Somit ist der Hauptunterschied zwischen Hörnern und Bassreflex also eher an anderen als den vermuteten Stellen zu suchen. Es gibt kein Patentrezept, man muss es selbst entscheiden. Eine Bassreflexkiste klingt selten trocken wie ein Horn, dafür klingt es bei gleichem Schalldruck fetter (was ein psychoakustischer Effekt, also unserem Gehör zu verdanken ist). Eine Bassrefelxkiste lässt nicht nur ihre Tuningfrequenz aus ihrem Loch, sondern auch störende Anteile von oberhalb dieser Frequenz, die logischerweise nicht in Phase mit dem Nutzschall des Chassis ist. Bassreflex ist aber einfacher handhabbar. Ganz klar ist dabei nämlich, dass ein sehr kompakter Subwoofer kein Horn sein kann, man bekommt die nötige Länge einfach nicht in einem Gehäuse unter, wo sonst ein 15er oder gar nur ein 12er Bassreflex verbaut ist. Ab dem Volumen eines BR-Doppel-18ers kann man auch über Hörner reden. Bei beiden Konzepten kann man viel falsch machen, bei den Hörnern aber mehr. Dafür wird man als audiophiler Hörer beim richtig gemachten Horn eher belohnt als bei Bassreflex.

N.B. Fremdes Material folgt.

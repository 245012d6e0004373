//! `SQLite` implementation of [`RoleBridge`].
//!
//! A reference bridge over two host-maintained tables: `owner_roles`
//! (which roles an owner holds) and `role_group_grants` (which access
//! levels a role has on a group). Role administration stays with the host;
//! this only implements the read interface the resolver consumes.

use std::collections::HashSet;

use async_trait::async_trait;
use sqlx::SqlitePool;

use super::placeholders;
use crate::access::RoleBridge;
use crate::AccessError;

/// `SQLite`-backed role bridge.
#[derive(Clone)]
pub struct SqliteRoleBridge {
    pool: SqlitePool,
}

impl SqliteRoleBridge {
    /// Create a new bridge with the given connection pool.
    pub fn new(pool: SqlitePool) -> Self {
        Self { pool }
    }
}

#[async_trait]
impl RoleBridge for SqliteRoleBridge {
    #[cfg_attr(feature = "tracing", tracing::instrument(skip(self), err))]
    async fn role_ids(&self, owner_id: i64) -> Result<HashSet<i64>, AccessError> {
        let ids: Vec<i64> =
            sqlx::query_scalar("SELECT role_id FROM owner_roles WHERE owner_id = ?")
                .bind(owner_id)
                .fetch_all(&self.pool)
                .await
                .map_err(|e| {
                    log::error!(target: "cordon", "msg=\"database error\", operation=\"role_ids\", error=\"{e}\"");
                    AccessError::DatabaseError(e.to_string())
                })?;

        Ok(ids.into_iter().collect())
    }

    #[cfg_attr(feature = "tracing", tracing::instrument(skip(self), err))]
    async fn has_role_access(
        &self,
        owner_id: i64,
        group_id: i64,
        levels: &[String],
    ) -> Result<bool, AccessError> {
        let sql = format!(
            r"
            SELECT EXISTS(
                SELECT 1 FROM owner_roles r
                INNER JOIN role_group_grants rg ON rg.role_id = r.role_id
                INNER JOIN groups g ON g.id = rg.group_id
                WHERE r.owner_id = ? AND rg.group_id = ? AND g.active = 1
                  AND rg.access IN ({})
            )
            ",
            placeholders(levels.len()),
        );
        let mut query = sqlx::query_scalar::<_, bool>(&sql).bind(owner_id).bind(group_id);
        for level in levels {
            query = query.bind(level);
        }

        query.fetch_one(&self.pool).await.map_err(|e| {
            log::error!(target: "cordon", "msg=\"database error\", operation=\"has_role_access\", error=\"{e}\"");
            AccessError::DatabaseError(e.to_string())
        })
    }

    #[cfg_attr(feature = "tracing", tracing::instrument(skip(self), err))]
    async fn group_ids_via_roles(
        &self,
        owner_id: i64,
        levels: &[String],
    ) -> Result<HashSet<i64>, AccessError> {
        let sql = format!(
            r"
            SELECT DISTINCT rg.group_id FROM owner_roles r
            INNER JOIN role_group_grants rg ON rg.role_id = r.role_id
            INNER JOIN groups g ON g.id = rg.group_id
            WHERE r.owner_id = ? AND g.active = 1 AND rg.access IN ({})
            ",
            placeholders(levels.len()),
        );
        let mut query = sqlx::query_scalar::<_, i64>(&sql).bind(owner_id);
        for level in levels {
            query = query.bind(level);
        }

        let ids = query.fetch_all(&self.pool).await.map_err(|e| {
            log::error!(target: "cordon", "msg=\"database error\", operation=\"group_ids_via_roles\", error=\"{e}\"");
            AccessError::DatabaseError(e.to_string())
        })?;

        Ok(ids.into_iter().collect())
    }

    #[cfg_attr(feature = "tracing", tracing::instrument(skip(self), err))]
    async fn owner_ids_via_roles(
        &self,
        group_id: i64,
        levels: &[String],
    ) -> Result<HashSet<i64>, AccessError> {
        let sql = format!(
            r"
            SELECT DISTINCT r.owner_id FROM owner_roles r
            INNER JOIN role_group_grants rg ON rg.role_id = r.role_id
            INNER JOIN groups g ON g.id = rg.group_id
            WHERE rg.group_id = ? AND g.active = 1 AND rg.access IN ({})
            ",
            placeholders(levels.len()),
        );
        let mut query = sqlx::query_scalar::<_, i64>(&sql).bind(group_id);
        for level in levels {
            query = query.bind(level);
        }

        let ids = query.fetch_all(&self.pool).await.map_err(|e| {
            log::error!(target: "cordon", "msg=\"database error\", operation=\"owner_ids_via_roles\", error=\"{e}\"");
            AccessError::DatabaseError(e.to_string())
        })?;

        Ok(ids.into_iter().collect())
    }
}
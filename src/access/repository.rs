use std::collections::HashSet;

use async_trait::async_trait;

use super::types::{CreateGrant, CreateGroup, Group, GroupGrant};
use crate::AccessError;

/// A projected join row for access-map building: one direct grant together
/// with the (active) group it targets.
#[derive(Debug, Clone, PartialEq)]
pub struct GrantRow {
    pub group_id: i64,
    pub group_name: String,
    pub access: String,
}

/// Group catalog access.
///
/// Group administration beyond this is out of scope; these are the reads
/// the resolver needs plus the minimal writes hosts and test suites use to
/// provision groups.
#[async_trait]
pub trait GroupRepository: Send + Sync {
    async fn create(&self, data: CreateGroup) -> Result<Group, AccessError>;
    async fn find_by_id(&self, id: i64) -> Result<Option<Group>, AccessError>;
    async fn find_by_ids(&self, ids: &[i64]) -> Result<Vec<Group>, AccessError>;
    /// First match by id order wins when names collide historically.
    async fn find_by_name(&self, name: &str) -> Result<Option<Group>, AccessError>;
    async fn set_active(&self, id: i64, active: bool) -> Result<Group, AccessError>;
    async fn delete(&self, id: i64) -> Result<(), AccessError>;
}

/// Direct grant storage.
///
/// Every read is implicitly restricted to active groups: a grant on an
/// inactive group behaves as if it does not exist. `levels` parameters are
/// always normalized lists (non-empty, containing "full").
#[async_trait]
pub trait GroupGrantRepository: Send + Sync {
    /// Whether the owner holds any of `levels` on the (active) group.
    async fn has_grant(
        &self,
        owner_id: i64,
        group_id: i64,
        levels: &[String],
    ) -> Result<bool, AccessError>;

    /// Distinct ids of active groups the owner holds any of `levels` on.
    async fn group_ids_with_access(
        &self,
        owner_id: i64,
        levels: &[String],
    ) -> Result<HashSet<i64>, AccessError>;

    /// Distinct ids of owners holding any of `levels` on the (active) group.
    async fn owner_ids_with_access(
        &self,
        group_id: i64,
        levels: &[String],
    ) -> Result<HashSet<i64>, AccessError>;

    /// All of the owner's grants on active groups, joined with the group
    /// name, for access-map construction.
    async fn access_rows_for_owner(&self, owner_id: i64) -> Result<Vec<GrantRow>, AccessError>;

    /// Atomically replaces the owner's entire grant set.
    ///
    /// Destroy-all then bulk-insert inside one storage transaction: a
    /// failed insert (e.g. a grant referencing a nonexistent group) must
    /// roll the destroy back, leaving the prior set intact. Concurrent
    /// readers observe either the full old set or the full new set.
    async fn replace_for_owner(
        &self,
        owner_id: i64,
        grants: &[CreateGrant],
    ) -> Result<Vec<GroupGrant>, AccessError>;

    /// Deletes all grants for the owner. Returns the number removed.
    async fn delete_for_owner(&self, owner_id: i64) -> Result<u64, AccessError>;
}

/// Role-derived access, consumed as an optional capability.
///
/// Attach a bridge to the resolver when the owner type supports roles;
/// leave it off and every indirect path degrades silently to "no access".
/// The role subsystem's own administration and resolution rules stay on
/// the other side of this trait.
#[async_trait]
pub trait RoleBridge: Send + Sync {
    /// Role ids held by the owner.
    async fn role_ids(&self, owner_id: i64) -> Result<HashSet<i64>, AccessError>;

    /// Whether any of the owner's roles grants one of `levels` on the
    /// (active) group.
    async fn has_role_access(
        &self,
        owner_id: i64,
        group_id: i64,
        levels: &[String],
    ) -> Result<bool, AccessError>;

    /// Distinct ids of active groups reachable through the owner's roles
    /// at any of `levels`.
    async fn group_ids_via_roles(
        &self,
        owner_id: i64,
        levels: &[String],
    ) -> Result<HashSet<i64>, AccessError>;

    /// Distinct ids of owners reaching the (active) group through a role
    /// at any of `levels`.
    async fn owner_ids_via_roles(
        &self,
        group_id: i64,
        levels: &[String],
    ) -> Result<HashSet<i64>, AccessError>;
}

/// Per-owner cache invalidation, called after every committed write.
///
/// Best-effort: no return value, failures are the implementation's problem.
pub trait OwnerCache: Send + Sync {
    fn invalidate(&self, owner_id: i64);
}

/// Default cache that does nothing.
#[derive(Debug, Clone, Copy, Default)]
pub struct NoopOwnerCache;

impl OwnerCache for NoopOwnerCache {
    fn invalidate(&self, _owner_id: i64) {}
}

/// Owner record lookup, supplied by the host for
/// [`owners_with_access`](super::GroupAccessResolver::owners_with_access).
///
/// The owner entity is host-defined; this crate only ever sees its id.
#[async_trait]
pub trait OwnerDirectory: Send + Sync {
    type Owner: Send;

    async fn find_by_ids(&self, ids: &[i64]) -> Result<Vec<Self::Owner>, AccessError>;
}
//! `SQLite` implementation of [`GroupRepository`].

use async_trait::async_trait;
use chrono::{DateTime, Utc};
use sqlx::{FromRow, SqlitePool};

use super::placeholders;
use crate::access::{CreateGroup, Group, GroupRepository};
use crate::AccessError;

/// `SQLite`-backed group catalog.
#[derive(Clone)]
pub struct SqliteGroupRepository {
    pool: SqlitePool,
}

impl SqliteGroupRepository {
    /// Create a new repository with the given connection pool.
    pub fn new(pool: SqlitePool) -> Self {
        Self { pool }
    }
}

#[derive(FromRow)]
struct GroupRecord {
    id: i64,
    name: String,
    active: bool,
    created_at: DateTime<Utc>,
    updated_at: DateTime<Utc>,
}

impl From<GroupRecord> for Group {
    fn from(row: GroupRecord) -> Self {
        Group {
            id: row.id,
            name: row.name,
            active: row.active,
            created_at: row.created_at,
            updated_at: row.updated_at,
        }
    }
}

#[async_trait]
impl GroupRepository for SqliteGroupRepository {
    #[cfg_attr(feature = "tracing", tracing::instrument(skip(self), err))]
    async fn create(&self, data: CreateGroup) -> Result<Group, AccessError> {
        let row: GroupRecord = sqlx::query_as(
            r"
            INSERT INTO groups (name, active)
            VALUES (?, ?)
            RETURNING id, name, active, created_at, updated_at
            ",
        )
        .bind(&data.name)
        .bind(data.active)
        .fetch_one(&self.pool)
        .await
        .map_err(|e| {
            log::error!(target: "cordon", "msg=\"database error\", operation=\"create_group\", error=\"{e}\"");
            AccessError::DatabaseError(e.to_string())
        })?;

        Ok(row.into())
    }

    #[cfg_attr(feature = "tracing", tracing::instrument(skip(self), err))]
    async fn find_by_id(&self, id: i64) -> Result<Option<Group>, AccessError> {
        let row: Option<GroupRecord> = sqlx::query_as(
            "SELECT id, name, active, created_at, updated_at FROM groups WHERE id = ?",
        )
        .bind(id)
        .fetch_optional(&self.pool)
        .await
        .map_err(|e| {
            log::error!(target: "cordon", "msg=\"database error\", operation=\"find_group_by_id\", error=\"{e}\"");
            AccessError::DatabaseError(e.to_string())
        })?;

        Ok(row.map(Into::into))
    }

    #[cfg_attr(feature = "tracing", tracing::instrument(skip(self), err))]
    async fn find_by_ids(&self, ids: &[i64]) -> Result<Vec<Group>, AccessError> {
        if ids.is_empty() {
            return Ok(Vec::new());
        }

        let sql = format!(
            "SELECT id, name, active, created_at, updated_at FROM groups WHERE id IN ({}) ORDER BY id ASC",
            placeholders(ids.len()),
        );
        let mut query = sqlx::query_as::<_, GroupRecord>(&sql);
        for id in ids {
            query = query.bind(id);
        }

        let rows = query.fetch_all(&self.pool).await.map_err(|e| {
            log::error!(target: "cordon", "msg=\"database error\", operation=\"find_groups_by_ids\", error=\"{e}\"");
            AccessError::DatabaseError(e.to_string())
        })?;

        Ok(rows.into_iter().map(Into::into).collect())
    }

    #[cfg_attr(feature = "tracing", tracing::instrument(skip(self), err))]
    async fn find_by_name(&self, name: &str) -> Result<Option<Group>, AccessError> {
        let row: Option<GroupRecord> = sqlx::query_as(
            "SELECT id, name, active, created_at, updated_at FROM groups WHERE name = ? ORDER BY id ASC LIMIT 1",
        )
        .bind(name)
        .fetch_optional(&self.pool)
        .await
        .map_err(|e| {
            log::error!(target: "cordon", "msg=\"database error\", operation=\"find_group_by_name\", error=\"{e}\"");
            AccessError::DatabaseError(e.to_string())
        })?;

        Ok(row.map(Into::into))
    }

    #[cfg_attr(feature = "tracing", tracing::instrument(skip(self), err))]
    async fn set_active(&self, id: i64, active: bool) -> Result<Group, AccessError> {
        let now = Utc::now();

        let row: GroupRecord = sqlx::query_as(
            r"
            UPDATE groups SET active = ?, updated_at = ?
            WHERE id = ?
            RETURNING id, name, active, created_at, updated_at
            ",
        )
        .bind(active)
        .bind(now)
        .bind(id)
        .fetch_one(&self.pool)
        .await
        .map_err(|e| match e {
            sqlx::Error::RowNotFound => AccessError::NotFound,
            _ => {
                log::error!(target: "cordon", "msg=\"database error\", operation=\"set_group_active\", error=\"{e}\"");
                AccessError::DatabaseError(e.to_string())
            }
        })?;

        Ok(row.into())
    }

    #[cfg_attr(feature = "tracing", tracing::instrument(skip(self), err))]
    async fn delete(&self, id: i64) -> Result<(), AccessError> {
        sqlx::query("DELETE FROM groups WHERE id = ?")
            .bind(id)
            .execute(&self.pool)
            .await
            .map_err(|e| {
                log::error!(target: "cordon", "msg=\"database error\", operation=\"delete_group\", error=\"{e}\"");
                AccessError::DatabaseError(e.to_string())
            })?;

        Ok(())
    }
}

Die Frage, warum es in den letzten 15 Jahren immer mehr Bassreflex- oder gar Bandpasskonstrukte gibt, ist dabei recht einfach zu beanworten: Sagen wir, der Kunde ist bereit 2000 Euro pro Subwoofer auszugeben. Ein ordentliches Horn wie beschrieben kostet in der Herstellung 700 Euro und ersetzt zwei 18er. Macht also 1300 Euro, die für Vertrieb, Büro und als Gewinn übrigbleiben. Verkaufe ich stattdessen zwei einzelne 18" Bassreflexsubwoofer für je 1700 Euro, die den gleichen Job machen und in der Herstellung 350 Euro kosten, habe ich einen deutlich höheren Gewinn (denn Büro- und Vertriebskosten bleiben ja identisch). So sieht es im Markt aus, wo die Leute bereit sind, Geld zu zahlen. Im Billigbilligbillig-Markt siehts natürlich nicht wirklich anders aus, nur sind die Symptome anders: Gute Chassis, die im Horn halten, sind teurer als BR-taugliche Chassis. Das Horn mit seinen 700 Euro Herstellungskosten liegt in diesem Markt schon über den, was der Kunde überhaupt ausgeben möchte, egal wie gut das Zeug ist.